Work request. Find every line of the records that has "below" and return it.

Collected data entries
********************

//! Character-related domain events

use crate::value_objects::{CharacterName, Level, PathName};

/// Outcome of updating character metadata fields.
#[derive(Debug, Clone, PartialEq, Eq)]
pub enum CharacterUpdate {
    NameChanged { from: CharacterName, to: CharacterName },
    PathChanged { from: PathName, to: PathName },
    PortraitChanged {
        from: Option<String>,
        to: Option<String>,
    },
    Unchanged,
}

/// A level change. The spirit die pool must be reprovisioned when this occurs.
#[derive(Debug, Clone, Copy, PartialEq, Eq)]
pub struct LevelChange {
    pub from: Level,
    pub to: Level,
}
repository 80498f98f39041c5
//! Spirit Dice Protocol - Shared types for the engine and its viewers
//!
//! - WebSocket message types (`ClientMessage`, `ServerMessage`)
//! - REST request and response bodies
//!
//! No business logic lives here. Domain vocabulary types (`DieSize`,
//! `SpEffectTier`) are reused directly; identifiers travel as raw `Uuid`.

pub mod messages;
pub mod requests;
pub mod responses;

pub use messages::{
    BroadcastCharacter, BroadcastRoll, ClientMessage, RollBroadcastEvent, ServerMessage,
};
pub use requests::{
    CreateActiveEffectRequest, CreateCharacterRequest, CreateGlossaryTermRequest,
    CreatePoolRequest, CreateTechniqueRequest, OverrideRequest, RollRequest,
    UpdateCharacterRequest, UpdateGlossaryTermRequest, UpdatePoolRequest, UpdateTechniqueRequest,
};
pub use responses::{
    ErrorResponse, LevelDiceResponse, PortraitResponse, RollResponse, TechniqueEffectResponse,
};
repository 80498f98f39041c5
//! Testability ports for injecting time and randomness.

use chrono::{DateTime, Utc};

// =============================================================================
// Testability Ports
// =============================================================================

#[cfg_attr(test, mockall::automock)]
pub trait ClockPort: Send + Sync {
    fn now(&self) -> DateTime<Utc>;
}

#[cfg_attr(test, mockall::automock)]
pub trait RandomPort: Send + Sync {
    /// Uniform integer in `min..=max`.
    fn gen_range(&self, min: i32, max: i32) -> i32;
}
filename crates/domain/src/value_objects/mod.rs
//! Value objects - Immutable objects defined by their attributes

mod die_size;
mod level;
mod names;
mod sp_effects;

pub use die_size::DieSize;
pub use level::{provision_for_level, Level};
pub use names::{
    CharacterName, Definition, Description, EffectName, Keyword, PathName, TechniqueName,
};
pub use sp_effects::{ActionType, SpEffectTable, SpEffectTier};
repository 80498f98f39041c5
//! Glossary term - a keyword definition kept on a character sheet

use serde::{Deserialize, Serialize};

use crate::ids::{CharacterId, GlossaryTermId};
use crate::value_objects::{Definition, Keyword};

#[derive(Debug, Clone, PartialEq, Eq, Serialize, Deserialize)]
#[serde(rename_all = "camelCase")]
pub struct GlossaryTerm {
    id: GlossaryTermId,
    character_id: CharacterId,
    keyword: Keyword,
    definition: Definition,
}

impl GlossaryTerm {
    pub fn new(character_id: CharacterId, keyword: Keyword, definition: Definition) -> Self {
        Self {
            id: GlossaryTermId::new(),
            character_id,
            keyword,
            definition,
        }
    }

    pub fn id(&self) -> GlossaryTermId {
        self.id
    }

    pub fn character_id(&self) -> CharacterId {
        self.character_id
    }

    pub fn keyword(&self) -> &Keyword {
        &self.keyword
    }

    pub fn definition(&self) -> &Definition {
        &self.definition
    }

    pub fn with_id(mut self, id: GlossaryTermId) -> Self {
        self.id = id;
        self
    }

    pub fn set_keyword(&mut self, keyword: Keyword) {
        self.keyword = keyword;
    }

    pub fn set_definition(&mut self, definition: Definition) {
        self.definition = definition;
    }

    /// Case-insensitive keyword comparison, used for duplicate detection.
    pub fn matches_keyword(&self, keyword: &str) -> bool {
        self.keyword.as_str().eq_ignore_ascii_case(keyword.trim())
    }
}
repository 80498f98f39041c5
//! Unified error types for the domain layer
//!
//! Provides a common error type that can be used across all domain operations,
//! enabling consistent error handling without forcing adapters to use String or anyhow.

use thiserror::Error;

/// Unified error type for domain operations
#[derive(Debug, Error, Clone, PartialEq, Eq)]
pub enum DomainError {
    /// Validation failed (e.g., invalid field values)
    #[error("Validation failed: {0}")]
    Validation(String),

    /// A request against an aggregate is malformed or out of range
    #[error("Invalid request: {0}")]
    InvalidRequest(String),

    /// Entity not found
    #[error("Entity not found: {entity_type} with id {id}")]
    NotFound {
        entity_type: &'static str,
        id: String,
    },

    /// Parse error (for value objects)
    #[error("Parse error: {0}")]
    Parse(String),
}

impl DomainError {
    /// Creates a validation error for malformed field values.
    ///
    /// Use this when a value object cannot be constructed:
    /// - Required fields are empty or missing
    /// - Values are outside allowed ranges
    ///
    /// # Example
    /// ```ignore
    /// if name.is_empty() {
    ///     return Err(DomainError::validation("Character name cannot be empty"));
    /// }
    /// ```
    pub fn validation(msg: impl Into<String>) -> Self {
        Self::Validation(msg.into())
    }

    /// Creates an invalid request error.
    ///
    /// Use this when an operation's preconditions are not met by the
    /// current aggregate state (bad die index, SP investment below 1, ...).
    /// No state is changed when this error is returned.
    pub fn invalid_request(msg: impl Into<String>) -> Self {
        Self::InvalidRequest(msg.into())
    }

    /// Create a not found error
    pub fn not_found(entity_type: &'static str, id: impl Into<String>) -> Self {
        Self::NotFound {
            entity_type,
            id: id.into(),
        }
    }

    /// Creates a parse error for string-to-type conversion failures.
    pub fn parse(msg: impl Into<String>) -> Self {
        Self::Parse(msg.into())
    }

    /// Returns true when the error should be reported as a client error.
    pub fn is_client_error(&self) -> bool {
        matches!(
            self,
            Self::Validation(_) | Self::InvalidRequest(_) | Self::Parse(_)
        )
    }
}

#[cfg(test)]
mod tests {
    use super::*;

    #[test]
    fn test_validation_error() {
        let err = DomainError::validation("name cannot be empty");
        assert!(matches!(err, DomainError::Validation(_)));
        assert_eq!(err.to_string(), "Validation failed: name cannot be empty");
    }

    #[test]
    fn test_invalid_request_error() {
        let err = DomainError::invalid_request("die index 3 out of range");
        assert!(matches!(err, DomainError::InvalidRequest(_)));
        assert_eq!(err.to_string(), "Invalid request: die index 3 out of range");
        assert!(err.is_client_error());
    }

    #[test]
    fn test_not_found_error() {
        let err = DomainError::not_found("SpEffectTier", "3");
        assert!(matches!(err, DomainError::NotFound { .. }));
        assert!(err.to_string().contains("SpEffectTier"));
        assert!(!err.is_client_error());
    }
}
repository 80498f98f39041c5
//! SP investment tiers for techniques
//!
//! A technique defines effects only at specific SP amounts. The amounts are
//! kept in a sorted map so the valid investments, stepping between tiers and
//! exact lookups are all explicit.

use serde::{Deserialize, Serialize};
use std::collections::BTreeMap;
use std::fmt;

use crate::error::DomainError;

/// How a technique's effect is used at the table.
#[derive(Debug, Clone, Copy, PartialEq, Eq, Hash, Default, Serialize, Deserialize)]
#[serde(rename_all = "lowercase")]
pub enum ActionType {
    #[default]
    Action,
    Bonus,
    Reaction,
    Passive,
}

impl fmt::Display for ActionType {
    fn fmt(&self, f: &mut fmt::Formatter<'_>) -> fmt::Result {
        match self {
            Self::Action => write!(f, "action"),
            Self::Bonus => write!(f, "bonus"),
            Self::Reaction => write!(f, "reaction"),
            Self::Passive => write!(f, "passive"),
        }
    }
}

/// The effect a technique produces at one SP investment.
#[derive(Debug, Clone, PartialEq, Eq, Serialize, Deserialize)]
#[serde(rename_all = "camelCase")]
pub struct SpEffectTier {
    pub effect: String,
    pub action_type: ActionType,
    #[serde(default, skip_serializing_if = "Option::is_none")]
    pub alternate_name: Option<String>,
}

impl SpEffectTier {
    pub fn new(effect: impl Into<String>, action_type: ActionType) -> Self {
        Self {
            effect: effect.into(),
            action_type,
            alternate_name: None,
        }
    }

    pub fn with_alternate_name(mut self, name: impl Into<String>) -> Self {
        self.alternate_name = Some(name.into());
        self
    }
}

/// Sorted SP amount -> effect tier mapping.
///
/// # Invariants
///
/// - At least one tier is defined
/// - Every SP amount is >= 1
///
/// Serialized as a JSON object keyed by the decimal SP amount
/// (`{"2": {...}, "4": {...}}`).
#[derive(Debug, Clone, PartialEq, Eq, Serialize, Deserialize)]
#[serde(try_from = "BTreeMap<u32, SpEffectTier>", into = "BTreeMap<u32, SpEffectTier>")]
pub struct SpEffectTable(BTreeMap<u32, SpEffectTier>);

impl SpEffectTable {
    /// Build a validated table.
    ///
    /// # Errors
    ///
    /// Returns `DomainError::Validation` for an empty table or a zero SP key.
    pub fn new(tiers: BTreeMap<u32, SpEffectTier>) -> Result<Self, DomainError> {
        if tiers.is_empty() {
            return Err(DomainError::validation(
                "A technique needs at least one SP effect tier",
            ));
        }
        if tiers.contains_key(&0) {
            return Err(DomainError::validation(
                "SP effect amounts must be positive integers",
            ));
        }
        Ok(Self(tiers))
    }

    /// Build a table from `(sp, tier)` pairs.
    pub fn from_tiers(
        tiers: impl IntoIterator<Item = (u32, SpEffectTier)>,
    ) -> Result<Self, DomainError> {
        Self::new(tiers.into_iter().collect())
    }

    /// Effect tier for an exact SP amount.
    ///
    /// # Errors
    ///
    /// `DomainError::NotFound` when `sp` is not one of the defined amounts.
    pub fn resolve(&self, sp: u32) -> Result<&SpEffectTier, DomainError> {
        self.0
            .get(&sp)
            .ok_or_else(|| DomainError::not_found("SpEffectTier", sp.to_string()))
    }

    /// The defined SP amounts, ascending.
    pub fn valid_investments(&self) -> Vec<u32> {
        self.0.keys().copied().collect()
    }

    /// Lowest defined SP amount.
    pub fn default_investment(&self) -> u32 {
        self.0.keys().next().copied().unwrap_or(1)
    }

    /// Tier at the lowest defined SP amount.
    pub fn lowest_tier(&self) -> Option<&SpEffectTier> {
        self.0.values().next()
    }

    pub fn highest_investment(&self) -> u32 {
        self.0.keys().next_back().copied().unwrap_or(1)
    }

    /// Next defined amount above `sp`, staying at the top tier.
    pub fn next_investment(&self, sp: u32) -> u32 {
        self.0
            .range(sp.saturating_add(1)..)
            .next()
            .map(|(k, _)| *k)
            .unwrap_or_else(|| self.highest_investment())
    }

    /// Previous defined amount below `sp`, staying at the bottom tier.
    pub fn previous_investment(&self, sp: u32) -> u32 {
        self.0
            .range(..sp)
            .next_back()
            .map(|(k, _)| *k)
            .unwrap_or_else(|| self.default_investment())
    }

    pub fn len(&self) -> usize {
        self.0.len()
    }

    pub fn is_empty(&self) -> bool {
        self.0.is_empty()
    }

    pub fn iter(&self) -> impl Iterator<Item = (u32, &SpEffectTier)> {
        self.0.iter().map(|(k, v)| (*k, v))
    }
}

impl TryFrom<BTreeMap<u32, SpEffectTier>> for SpEffectTable {
    type Error = DomainError;

    fn try_from(tiers: BTreeMap<u32, SpEffectTier>) -> Result<Self, Self::Error> {
        Self::new(tiers)
    }
}

impl From<SpEffectTable> for BTreeMap<u32, SpEffectTier> {
    fn from(table: SpEffectTable) -> Self {
        table.0
    }
}
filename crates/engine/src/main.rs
//! Spirit Dice Engine - Main entry point.

use std::net::SocketAddr;
use std::sync::Arc;

use axum::http::{HeaderValue, Method};
use tower_http::cors::{Any, CorsLayer};
use tower_http::trace::TraceLayer;
use tracing_subscriber::{layer::SubscriberExt, util::SubscriberInitExt};

use spiritdice_engine::{api, infrastructure::config::EngineConfig, App};

#[tokio::main]
async fn main() -> anyhow::Result<()> {
    // Load environment from repo root (the engine may be run from `crates/engine`).
    load_dotenv_from_repo_root();

    // Initialize logging
    tracing_subscriber::registry()
        .with(
            tracing_subscriber::EnvFilter::try_from_default_env()
                .unwrap_or_else(|_| "spiritdice_engine=debug,tower_http=debug".into()),
        )
        .with(tracing_subscriber::fmt::layer())
        .init();

    tracing::info!("Starting Spirit Dice Engine");

    let config = EngineConfig::from_env();
    tracing::debug!(?config, "Loaded configuration");

    tokio::fs::create_dir_all(&config.portrait_dir).await?;
    tracing::info!(dir = %config.portrait_dir.display(), "Portrait directory ready");

    let cors = build_cors_layer(config.cors_allowed_origins.as_deref());
    let addr: SocketAddr = format!("{}:{}", config.server_host, config.server_port).parse()?;

    let app = Arc::new(App::from_config(config));

    if let Some(character) = app.seed().await? {
        tracing::info!(character_id = %character.id(), "Default character ready");
    }

    let mut router = api::router(app).layer(TraceLayer::new_for_http());
    if let Some(cors) = cors {
        router = router.layer(cors);
    }

    tracing::info!("Listening on {}", addr);

    let listener = tokio::net::TcpListener::bind(addr).await?;
    axum::serve(listener, router).await?;

    Ok(())
}

fn load_dotenv_from_repo_root() {
    let repo_root = std::path::Path::new(env!("CARGO_MANIFEST_DIR"))
        .join("..")
        .join("..");

    // Prefer local overrides.
    for filename in [".env.local", ".env"] {
        let path = repo_root.join(filename);
        if path.exists() {
            let _ = dotenvy::from_path(path);
        }
    }
}

fn build_cors_layer(allowed_origins: Option<&str>) -> Option<CorsLayer> {
    let allowed_origins = allowed_origins.map(str::trim).filter(|s| !s.is_empty())?;

    let mut cors = CorsLayer::new()
        .allow_methods([
            Method::GET,
            Method::POST,
            Method::PUT,
            Method::DELETE,
            Method::OPTIONS,
        ])
        // Viewers send JSON and raw image bodies, both of which trigger preflights.
        .allow_headers([axum::http::header::CONTENT_TYPE]);

    if allowed_origins == "*" {
        cors = cors.allow_origin(Any);
    } else {
        let origins: Vec<HeaderValue> = allowed_origins
            .split(',')
            .map(str::trim)
            .filter(|s| !s.is_empty())
            .filter_map(|s| HeaderValue::from_str(s).ok())
            .collect();

        if origins.is_empty() {
            tracing::warn!("CORS_ALLOWED_ORIGINS set but no valid origins parsed");
            return None;
        }

        cors = cors.allow_origin(origins);
    }

    Some(cors)
}
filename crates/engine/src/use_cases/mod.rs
//! Use cases - User story orchestration.
//!
//! Each module contains use cases for a specific domain area.
//! Use cases orchestrate repositories and the domain to fulfill user stories.

pub mod active_effects;
pub mod characters;
pub mod glossary;
pub mod portraits;
pub mod seed;
pub mod spirit_dice;
pub mod techniques;

pub use active_effects::{ActiveEffectError, ActiveEffectOps, CreateActiveEffectInput};
pub use characters::{CharacterError, CharacterOps, CreateCharacterInput, UpdateCharacterInput};
pub use glossary::{GlossaryError, GlossaryOps, UpdateGlossaryTermInput};
pub use portraits::{PortraitError, PortraitOps};
pub use seed::{seed_default_character, SeedError};
pub use spirit_dice::{SpiritDiceError, SpiritDiceUseCases};
pub use techniques::{CreateTechniqueInput, TechniqueError, TechniqueOps, UpdateTechniqueInput};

********************

Written answer.
    /// current aggregate state (bad die index, SP investment below 1, ...).
    /// Previous defined amount below `sp`, staying at the bottom tier.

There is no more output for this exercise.